The breach was detected in the Ministry’s I-net system which is used by employees to access the internet at dedicated terminals at military camps and defence premises. The stolen data includes employees’ national identity numbers, telephone numbers, and dates of birth, which are stored on the internet-connected I-net system.
“The attacks were targeted and well-planned,” David Koh, MINDEF’s Deputy Secretary for Technology, told Channel NewsAsia. “Based on our investigations, they are not the work of casual hackers or criminal gangs,” added Koh, who also heads the Cyber Security Agency.

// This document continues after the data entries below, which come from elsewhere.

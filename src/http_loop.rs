//! The HTTP/1.1 request loop shared by the MITM (TLS) path and the plaintext
//! dispatcher path (§4.1 last bullet, §4.3): read a request, scan its body, scan
//! the upstream response's body, apply policy, inject `X-Stronghold-*` headers.

use std::convert::Infallible;
use std::sync::Arc;

use bytes::Bytes;
use http::header::{CONTENT_TYPE, HeaderName, HeaderValue};
use http::{Request, Response, StatusCode, Uri};
use http_body_util::{BodyExt, Full, combinators::BoxBody};
use hyper::body::Incoming;
use hyper::client::conn::http1::SendRequest;
use hyper::service::service_fn;
use hyper_util::rt::TokioIo;
use tokio::io::{AsyncRead, AsyncWrite};
use tokio::sync::Mutex as AsyncMutex;
use uuid::Uuid;

use crate::policy::{self, BlockBody, ContentClass, PolicyOutcome, ScanType};
use crate::state::ProxyState;
use stronghold_scanner::ScanFailure;

type RespBody = BoxBody<Bytes, hyper::Error>;

#[derive(Debug, thiserror::Error)]
enum ForwardError {
    #[error("failed to read request body: {0}")]
    RequestBody(hyper::Error),
    #[error("upstream request failed: {0}")]
    Upstream(hyper::Error),
    #[error("failed to read upstream response body: {0}")]
    ResponseBody(hyper::Error),
}

/// §7 "Payment-required": a missing wallet, or a 402 that survives the one-shot
/// retry, is a hard failure to the caller rather than something fail-open/
/// fail-closed policy can paper over.
#[derive(Debug)]
struct PaymentHardError(String);

/// Drives one client connection end to end: handshakes with `upstream_io`, then
/// serves HTTP/1.1 requests read from `client_io` over that single upstream
/// connection until either side closes or the read deadline trips. `scheme` is
/// the absolute-form scheme used to rewrite each request's target (§4.3: `https`
/// for the MITM path, `http` for the plaintext dispatcher path).
pub async fn serve<C, U>(
    client_io: C,
    upstream_io: U,
    host: String,
    scheme: &'static str,
    is_mitm: bool,
    state: Arc<ProxyState>,
) where
    C: AsyncRead + AsyncWrite + Unpin + Send + 'static,
    U: AsyncRead + AsyncWrite + Unpin + Send + 'static,
{
    let (sender, conn) = match hyper::client::conn::http1::handshake(TokioIo::new(upstream_io)).await {
        Ok(pair) => pair,
        Err(e) => {
            tracing::debug!(host = %host, error = %e, "upstream handshake failed");
            return;
        }
    };

    tokio::spawn(async move {
        if let Err(e) = conn.await {
            tracing::debug!(error = %e, "upstream connection task ended");
        }
    });

    let sender = Arc::new(AsyncMutex::new(sender));

    let service = service_fn(move |req: Request<Incoming>| {
        let sender = Arc::clone(&sender);
        let host = host.clone();
        let state = Arc::clone(&state);
        async move { handle_request(req, sender, host, scheme, is_mitm, state).await }
    });

    if let Err(e) = hyper::server::conn::http1::Builder::new()
        .serve_connection(TokioIo::new(client_io), service)
        .await
    {
        tracing::debug!(error = %e, "client connection ended");
    }
}

async fn handle_request(
    req: Request<Incoming>,
    sender: Arc<AsyncMutex<SendRequest<Full<Bytes>>>>,
    host: String,
    scheme: &'static str,
    is_mitm: bool,
    state: Arc<ProxyState>,
) -> Result<Response<RespBody>, Infallible> {
    state.counters.record_request();
    let request_id = Uuid::now_v7().to_string();

    match process_request(req, &sender, &host, scheme, &state).await {
        Ok(resp) => Ok(apply_proxy_marker(resp, is_mitm)),
        Err(e) => {
            tracing::warn!(host = %host, error = %e, "failed to forward request");
            Ok(apply_proxy_marker(
                text_response(StatusCode::BAD_GATEWAY, &request_id, "upstream request failed"),
                is_mitm,
            ))
        }
    }
}

async fn process_request(
    req: Request<Incoming>,
    sender: &AsyncMutex<SendRequest<Full<Bytes>>>,
    host: &str,
    scheme: &str,
    state: &Arc<ProxyState>,
) -> Result<Response<RespBody>, ForwardError> {
    let request_id = Uuid::now_v7().to_string();
    let (mut parts, body) = req.into_parts();

    let rewritten = rewrite_to_absolute(&parts.uri, scheme, host);
    let source_url = rewritten.to_string();
    parts.uri = rewritten;

    let body_bytes = body.collect().await.map_err(ForwardError::RequestBody)?.to_bytes();

    let content_type = header_str(&parts.headers, &CONTENT_TYPE).unwrap_or_default();
    let request_outcome = match scan_body(state, &body_bytes, &source_url, content_type).await {
        Ok(outcome) => outcome,
        Err(e) => return Ok(payment_required_response(&e.0, &request_id)),
    };

    if request_outcome.is_block() {
        state.counters.record_blocked();
        return Ok(block_response(&request_outcome, &source_url, &request_id));
    }
    if request_outcome.is_warn() {
        state.counters.record_warned();
    }

    let upstream_req = Request::from_parts(parts, Full::new(body_bytes));
    let mut guard = sender.lock().await;
    guard.ready().await.map_err(ForwardError::Upstream)?;
    let upstream_resp = guard.send_request(upstream_req).await.map_err(ForwardError::Upstream)?;
    drop(guard);

    let (resp_parts, resp_body) = upstream_resp.into_parts();
    let resp_bytes = resp_body.collect().await.map_err(ForwardError::ResponseBody)?.to_bytes();
    let resp_content_type = header_str(&resp_parts.headers, &CONTENT_TYPE).unwrap_or_default();
    let response_outcome = match scan_body(state, &resp_bytes, &source_url, resp_content_type).await {
        Ok(outcome) => outcome,
        Err(e) => return Ok(payment_required_response(&e.0, &request_id)),
    };

    if response_outcome.is_block() {
        state.counters.record_blocked();
        return Ok(block_response(&response_outcome, &source_url, &request_id));
    }
    if response_outcome.is_warn() {
        state.counters.record_warned();
    }

    let mut response = Response::from_parts(resp_parts, full_body(resp_bytes));
    inject_headers(response.headers_mut(), &response_outcome, &request_id);
    Ok(response)
}

/// Rewrites a request-target to absolute form (§4.3): `{scheme}://{host}{path_and_query}`.
/// Requests arriving in origin form (the common case once TLS already pins the host
/// via SNI, or plaintext HTTP pins it via `Host:`) pick up the scheme and authority
/// here; requests that already name an absolute URI keep their own path untouched.
fn rewrite_to_absolute(uri: &Uri, scheme: &str, host: &str) -> Uri {
    let path_and_query = uri.path_and_query().map(|pq| pq.as_str()).unwrap_or("/");
    let rebuilt = format!("{scheme}://{host}{path_and_query}");
    rebuilt.parse().unwrap_or_else(|_| uri.clone())
}

async fn scan_body(
    state: &Arc<ProxyState>,
    body: &Bytes,
    source_url: &str,
    content_type: &str,
) -> Result<PolicyOutcome, PaymentHardError> {
    if !state.config.scanner.content.enabled {
        return Ok(PolicyOutcome::disabled());
    }
    if body.is_empty() {
        return Ok(PolicyOutcome::skipped(ScanType::SkippedUnscannable));
    }
    if policy::classify_content_type(content_type) != ContentClass::Scannable {
        return Ok(PolicyOutcome::skipped(ScanType::SkippedUnscannable));
    }
    if body.len() > policy::MAX_SCAN_BODY_BYTES {
        return Ok(PolicyOutcome::skipped(ScanType::SkippedOversized));
    }

    let text = String::from_utf8_lossy(body);
    match state.scanner.scan(&text, source_url, content_type).await {
        Ok(outcome) => {
            if let Some(payment) = outcome.payment {
                let state = Arc::clone(state);
                tokio::spawn(async move { register_payment(state, payment).await });
            }
            Ok(PolicyOutcome::from_scan_result(&outcome.result, &state.config.scanner.content))
        }
        // §7 "Payment-required": a missing wallet or a 402 that survives the
        // one-shot retry is a hard error to the caller, distinct from the
        // fail-open/fail-closed "Scan-upstream" kind below.
        Err(e @ (ScanFailure::NoWalletConfigured | ScanFailure::PaymentRejected)) => {
            tracing::warn!(error = %e, "payment-required scan failure");
            Err(PaymentHardError(e.to_string()))
        }
        Err(e) => {
            tracing::warn!(error = %e, "scanner call failed");
            Ok(PolicyOutcome::from_scan_failure(state.config.scanner.fail_open))
        }
    }
}

/// Persists a payment the scanner signed as `reserved` and attempts to settle it
/// immediately, off the request path — the settlement worker's retry loop picks up
/// whatever this first attempt doesn't finish (§4.6).
async fn register_payment(state: Arc<ProxyState>, payment: stronghold_scanner::SettledPayment) {
    let id = Uuid::now_v7().to_string();
    if let Err(e) = state
        .settlement
        .insert_reserved(&id, &payment.payload, &payment.requirements)
    {
        tracing::warn!(id, error = %e, "failed to persist reserved payment");
        return;
    }
    match stronghold_settlement::settle_reserved_now(&state.settlement, &id, state.facilitator_timeout(), state.mark()).await {
        Ok(true) => tracing::debug!(id, "inline settlement attempt made"),
        Ok(false) => tracing::debug!(id, "payment claim lost before inline settlement"),
        Err(e) => tracing::warn!(id, error = %e, "inline settlement attempt failed to start"),
    }
}

fn header_str<'a>(headers: &'a http::HeaderMap, name: &HeaderName) -> Option<&'a str> {
    headers.get(name).and_then(|v| v.to_str().ok())
}

fn full_body(bytes: Bytes) -> RespBody {
    Full::new(bytes).map_err(|never| match never {}).boxed()
}

fn text_response(status: StatusCode, request_id: &str, message: &str) -> Response<RespBody> {
    let mut response = Response::new(full_body(Bytes::copy_from_slice(message.as_bytes())));
    *response.status_mut() = status;
    response.headers_mut().insert(
        HeaderName::from_static("content-type"),
        HeaderValue::from_static("text/plain; charset=utf-8"),
    );
    if let Ok(value) = HeaderValue::from_str(request_id) {
        response
            .headers_mut()
            .insert(HeaderName::from_static("x-stronghold-request-id"), value);
    }
    response
}

/// §7 "Payment-required": 502 with the scanner's own failure text (`no wallet
/// configured` / `payment was rejected`) surfaced to the caller verbatim.
fn payment_required_response(message: &str, request_id: &str) -> Response<RespBody> {
    text_response(StatusCode::BAD_GATEWAY, request_id, message)
}

/// §6.7: the 403 JSON body returned in place of whichever side's content tripped
/// a `block` action, with every `X-Stronghold-*` header still attached.
fn block_response(outcome: &PolicyOutcome, url: &str, request_id: &str) -> Response<RespBody> {
    let reason = outcome.reason.as_deref().unwrap_or("blocked by content scan");
    let recommended_action = outcome.recommended_action.as_deref().unwrap_or("review");
    let body = BlockBody::new(reason, url, request_id, recommended_action);
    let payload = serde_json::to_vec(&body).unwrap_or_else(|_| b"{}".to_vec());

    let mut response = Response::new(full_body(Bytes::from(payload)));
    *response.status_mut() = StatusCode::FORBIDDEN;
    response.headers_mut().insert(
        HeaderName::from_static("content-type"),
        HeaderValue::from_static("application/json"),
    );
    inject_headers(response.headers_mut(), outcome, request_id);
    response
}

/// §6.6: the common `X-Stronghold-*` header set reflecting the final policy
/// outcome for this request/response pair.
fn inject_headers(headers: &mut http::HeaderMap, outcome: &PolicyOutcome, request_id: &str) {
    insert(headers, "x-stronghold-request-id", request_id);
    insert(headers, "x-stronghold-action", policy::action_header_value(outcome.action));
    insert(headers, "x-stronghold-scan-type", outcome.scan_type.as_str());
    if let Some(latency_ms) = outcome.latency_ms {
        insert(headers, "x-stronghold-scan-latency", &format!("{latency_ms}ms"));
    }
    if let Some(decision) = outcome.decision {
        insert(headers, "x-stronghold-decision", policy::decision_header_value(decision));
    }
    if let Some(reason) = &outcome.reason {
        insert(headers, "x-stronghold-reason", reason);
    }
    if let Some(score) = outcome.score {
        insert(headers, "x-stronghold-score", &score.to_string());
    }
    if outcome.is_warn() {
        let warning = outcome.reason.as_deref().unwrap_or("content flagged by security scan");
        insert(headers, "x-stronghold-warning", warning);
    }
}

fn apply_proxy_marker(mut response: Response<RespBody>, is_mitm: bool) -> Response<RespBody> {
    if is_mitm {
        insert(response.headers_mut(), "x-stronghold-proxy", "mitm");
    }
    response
}

fn insert(headers: &mut http::HeaderMap, name: &'static str, value: &str) {
    if let Ok(value) = HeaderValue::from_str(value) {
        headers.insert(HeaderName::from_static(name), value);
    }
}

The main aim of the attack may have been to gain access to official secrets, but “this was prevented by the physical separation of I-net from our internal systems,” the ministry said in a press release. Classified information is stored on a different computer system which is not connected to the internet and has stricter security features, it added.
Singapore last year began cutting off internet access on public servants’ work computers to prevent leaks of government data. Officials would have to request for a separate device for internet browsing. But this device is not meant to be connected to internal email systems and citizen databases.
“It’s no secret that Government agencies, including MINDEF, are prime targets, and we are under constant cyberattack,” Koh added. “Because of this, we need to continually be vigilant and improve our cyber defences so that we remain resilient against cyberattacks.”
The ministry disconnected the hacked server once the breach was detected. It informed the Cyber Security Agency and Government Technology Agency to investigate other government systems too. No other hacks have been detected so far, it says. Other defence and army systems are also being investigated.